The WHO Air Quality Guideline value of 40 µg/m3 as annual mean was based on limited but suggestive evidence from indoor studies that long-term exposure to combustion products from indoor gas appliances including NO2 had a deleterious effect on health. The figure of 40 µg/m3 was adopted from the International Programme on Chemical Safety (IPCS; Environmental Health Criteria 188) and reflected the association between indoor exposure to combustion products from indoor gas appliances including NO2 and lower respiratory tract illnesses in children. There was some uncertainty over the appropriate numerical value for the guideline, as NO2 was not directly measured in all studies. It was also noted that outdoor epidemiological studies had shown associations between outdoor concentrations of NO2 and small reductions in lung function and a slightly increased prevalence of asthma.

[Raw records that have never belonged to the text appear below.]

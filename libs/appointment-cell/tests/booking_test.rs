mod common;

use assert_matches::assert_matches;
use serde_json::json;
use uuid::Uuid;
use wiremock::matchers::{body_partial_json, method, path, query_param};
use wiremock::{Mock, MockServer, ResponseTemplate};

use appointment_cell::models::{AppointmentStatus, BookAppointmentRequest, BookingError};
use appointment_cell::services::booking::BookingService;
use shared_utils::test_utils::TestConfig;

use common::{appointment_json, doctor_json, patient_json};

struct TestSetup {
    service: BookingService,
    server: MockServer,
    doc_id: Uuid,
    user_id: Uuid,
}

impl TestSetup {
    async fn new() -> Self {
        let server = MockServer::start().await;
        let config = TestConfig::with_store_url(&server.uri()).to_app_config();

        Self {
            service: BookingService::new(&config),
            server,
            doc_id: Uuid::new_v4(),
            user_id: Uuid::new_v4(),
        }
    }

    fn request(&self) -> BookAppointmentRequest {
        BookAppointmentRequest {
            doc_id: self.doc_id,
            slot_date: "2025-07-10".to_string(),
            slot_time: "10:00 AM".to_string(),
        }
    }

    async fn mock_doctor(&self, available: bool, booked_slots: serde_json::Value, version: i64) {
        Mock::given(method("GET"))
            .and(path("/rest/v1/doctors"))
            .respond_with(ResponseTemplate::new(200).set_body_json(json!([doctor_json(
                self.doc_id,
                available,
                booked_slots,
                version
            )])))
            .mount(&self.server)
            .await;
    }

    async fn mock_no_duplicates(&self) {
        Mock::given(method("GET"))
            .and(path("/rest/v1/appointments"))
            .respond_with(ResponseTemplate::new(200).set_body_json(json!([])))
            .mount(&self.server)
            .await;
    }

    async fn mock_patient(&self) {
        Mock::given(method("GET"))
            .and(path("/rest/v1/patients"))
            .respond_with(
                ResponseTemplate::new(200).set_body_json(json!([patient_json(self.user_id)])),
            )
            .mount(&self.server)
            .await;
    }
}

#[tokio::test]
async fn booking_reserves_slot_and_creates_appointment() {
    let setup = TestSetup::new().await;

    setup.mock_doctor(true, json!({}), 0).await;
    setup.mock_no_duplicates().await;
    setup.mock_patient().await;

    // CAS write must target the version that was read and bump it.
    Mock::given(method("PATCH"))
        .and(path("/rest/v1/doctors"))
        .and(query_param("slot_version", "eq.0"))
        .and(body_partial_json(json!({
            "booked_slots": { "2025-07-10": ["10:00 AM"] },
            "slot_version": 1
        })))
        .respond_with(ResponseTemplate::new(200).set_body_json(json!([doctor_json(
            setup.doc_id,
            true,
            json!({ "2025-07-10": ["10:00 AM"] }),
            1
        )])))
        .mount(&setup.server)
        .await;

    // The created appointment copies the fee and starts booked and unpaid.
    Mock::given(method("POST"))
        .and(path("/rest/v1/appointments"))
        .and(body_partial_json(json!({
            "amount": 500,
            "status": "booked",
            "payment": false,
            "slot_date": "2025-07-10",
            "slot_time": "10:00 AM"
        })))
        .respond_with(ResponseTemplate::new(201).set_body_json(json!([appointment_json(
            Uuid::new_v4(),
            setup.user_id,
            setup.doc_id,
            "booked",
            "2025-07-10",
            "10:00 AM",
            "2025-07-09T09:00:00Z"
        )])))
        .mount(&setup.server)
        .await;

    let appointment = setup
        .service
        .book_appointment(setup.user_id, setup.request())
        .await
        .expect("booking should succeed");

    assert_eq!(appointment.amount, 500);
    assert_eq!(appointment.status, AppointmentStatus::Booked);
    assert!(!appointment.payment);
    assert_eq!(appointment.slot_time, "10:00 AM");
}

#[tokio::test]
async fn booking_unknown_doctor_fails() {
    let setup = TestSetup::new().await;

    Mock::given(method("GET"))
        .and(path("/rest/v1/doctors"))
        .respond_with(ResponseTemplate::new(200).set_body_json(json!([])))
        .mount(&setup.server)
        .await;

    let err = setup
        .service
        .book_appointment(setup.user_id, setup.request())
        .await
        .unwrap_err();

    assert_matches!(err, BookingError::DoctorNotFound);
}

#[tokio::test]
async fn booking_unavailable_doctor_fails() {
    let setup = TestSetup::new().await;
    setup.mock_doctor(false, json!({}), 0).await;

    let err = setup
        .service
        .book_appointment(setup.user_id, setup.request())
        .await
        .unwrap_err();

    assert_matches!(err, BookingError::DoctorUnavailable);
}

#[tokio::test]
async fn booking_taken_slot_fails() {
    let setup = TestSetup::new().await;
    setup
        .mock_doctor(true, json!({ "2025-07-10": ["10:00 AM"] }), 3)
        .await;

    let err = setup
        .service
        .book_appointment(setup.user_id, setup.request())
        .await
        .unwrap_err();

    assert_matches!(err, BookingError::SlotAlreadyBooked);
}

#[tokio::test]
async fn booking_same_slot_twice_is_a_duplicate() {
    let setup = TestSetup::new().await;
    setup.mock_doctor(true, json!({}), 0).await;

    // An existing non-cancelled appointment for the same tuple.
    Mock::given(method("GET"))
        .and(path("/rest/v1/appointments"))
        .and(query_param("status", "neq.cancelled"))
        .respond_with(ResponseTemplate::new(200).set_body_json(json!([appointment_json(
            Uuid::new_v4(),
            setup.user_id,
            setup.doc_id,
            "booked",
            "2025-07-10",
            "10:00 AM",
            "2025-07-08T12:00:00Z"
        )])))
        .mount(&setup.server)
        .await;

    let err = setup
        .service
        .book_appointment(setup.user_id, setup.request())
        .await
        .unwrap_err();

    assert_matches!(err, BookingError::DuplicateBooking);
}

#[tokio::test]
async fn cas_contention_is_surfaced_after_retries() {
    let setup = TestSetup::new().await;

    setup.mock_doctor(true, json!({}), 0).await;
    setup.mock_no_duplicates().await;
    setup.mock_patient().await;

    // The conditional write never matches: another writer keeps winning.
    Mock::given(method("PATCH"))
        .and(path("/rest/v1/doctors"))
        .respond_with(ResponseTemplate::new(200).set_body_json(json!([])))
        .mount(&setup.server)
        .await;

    let err = setup
        .service
        .book_appointment(setup.user_id, setup.request())
        .await
        .unwrap_err();

    assert_matches!(err, BookingError::SlotContention);
}

#[tokio::test]
async fn failed_appointment_insert_releases_the_slot() {
    let setup = TestSetup::new().await;

    // First two doctor reads (booking check + reserve) see an open ledger;
    // the read inside the release path sees the reserved slot.
    Mock::given(method("GET"))
        .and(path("/rest/v1/doctors"))
        .respond_with(ResponseTemplate::new(200).set_body_json(json!([doctor_json(
            setup.doc_id,
            true,
            json!({}),
            0
        )])))
        .up_to_n_times(2)
        .mount(&setup.server)
        .await;
    Mock::given(method("GET"))
        .and(path("/rest/v1/doctors"))
        .respond_with(ResponseTemplate::new(200).set_body_json(json!([doctor_json(
            setup.doc_id,
            true,
            json!({ "2025-07-10": ["10:00 AM"] }),
            1
        )])))
        .mount(&setup.server)
        .await;

    setup.mock_no_duplicates().await;
    setup.mock_patient().await;

    Mock::given(method("PATCH"))
        .and(path("/rest/v1/doctors"))
        .respond_with(ResponseTemplate::new(200).set_body_json(json!([doctor_json(
            setup.doc_id,
            true,
            json!({ "2025-07-10": ["10:00 AM"] }),
            1
        )])))
        .mount(&setup.server)
        .await;

    Mock::given(method("POST"))
        .and(path("/rest/v1/appointments"))
        .respond_with(ResponseTemplate::new(500).set_body_string("insert failed"))
        .mount(&setup.server)
        .await;

    let err = setup
        .service
        .book_appointment(setup.user_id, setup.request())
        .await
        .unwrap_err();

    assert_matches!(err, BookingError::Database(_));

    // One reserve PATCH plus one release PATCH.
    let patches = setup
        .server
        .received_requests()
        .await
        .unwrap()
        .into_iter()
        .filter(|r| r.method.as_str() == "PATCH")
        .count();
    assert!(patches >= 2, "expected a release write after the failed insert");
}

Since the current WHO Air Quality Guidelines were established (WHO, 2000) the evidence regarding the long-term effects of NO2 as a single pollutant and adverse human health has increased a little. There is new evidence from human and animal studies in vivo (Pamanathan et al., 2003; Blombert et al., 1997; van Bree et al., 2000) and from limited in vitro (Devalia et al., 1993; Bayram et al., 1999) studies that short-term exposure to NO2 can be toxic to airway and alveolar epithelial cells. This is a result of its oxidant capacity to cause tissue damage (Persinger et al., 2002). This lends plausibility to the possibility that there could be long-term effects. There are no human studies of long-term exposure to pure NO2; studies have only been performed with short-term exposure to concentrations higher than common ambient concentrations and not at the low levels that might be causing long-term effects (e.g. Chitano et al., 1995; Hyde et al., 1978; Wegmann et al., 2003). There are also studies showing lung damage following long-term exposure to nitrogen dioxide in animals. Again the concentrations used are above common ambient concentrations.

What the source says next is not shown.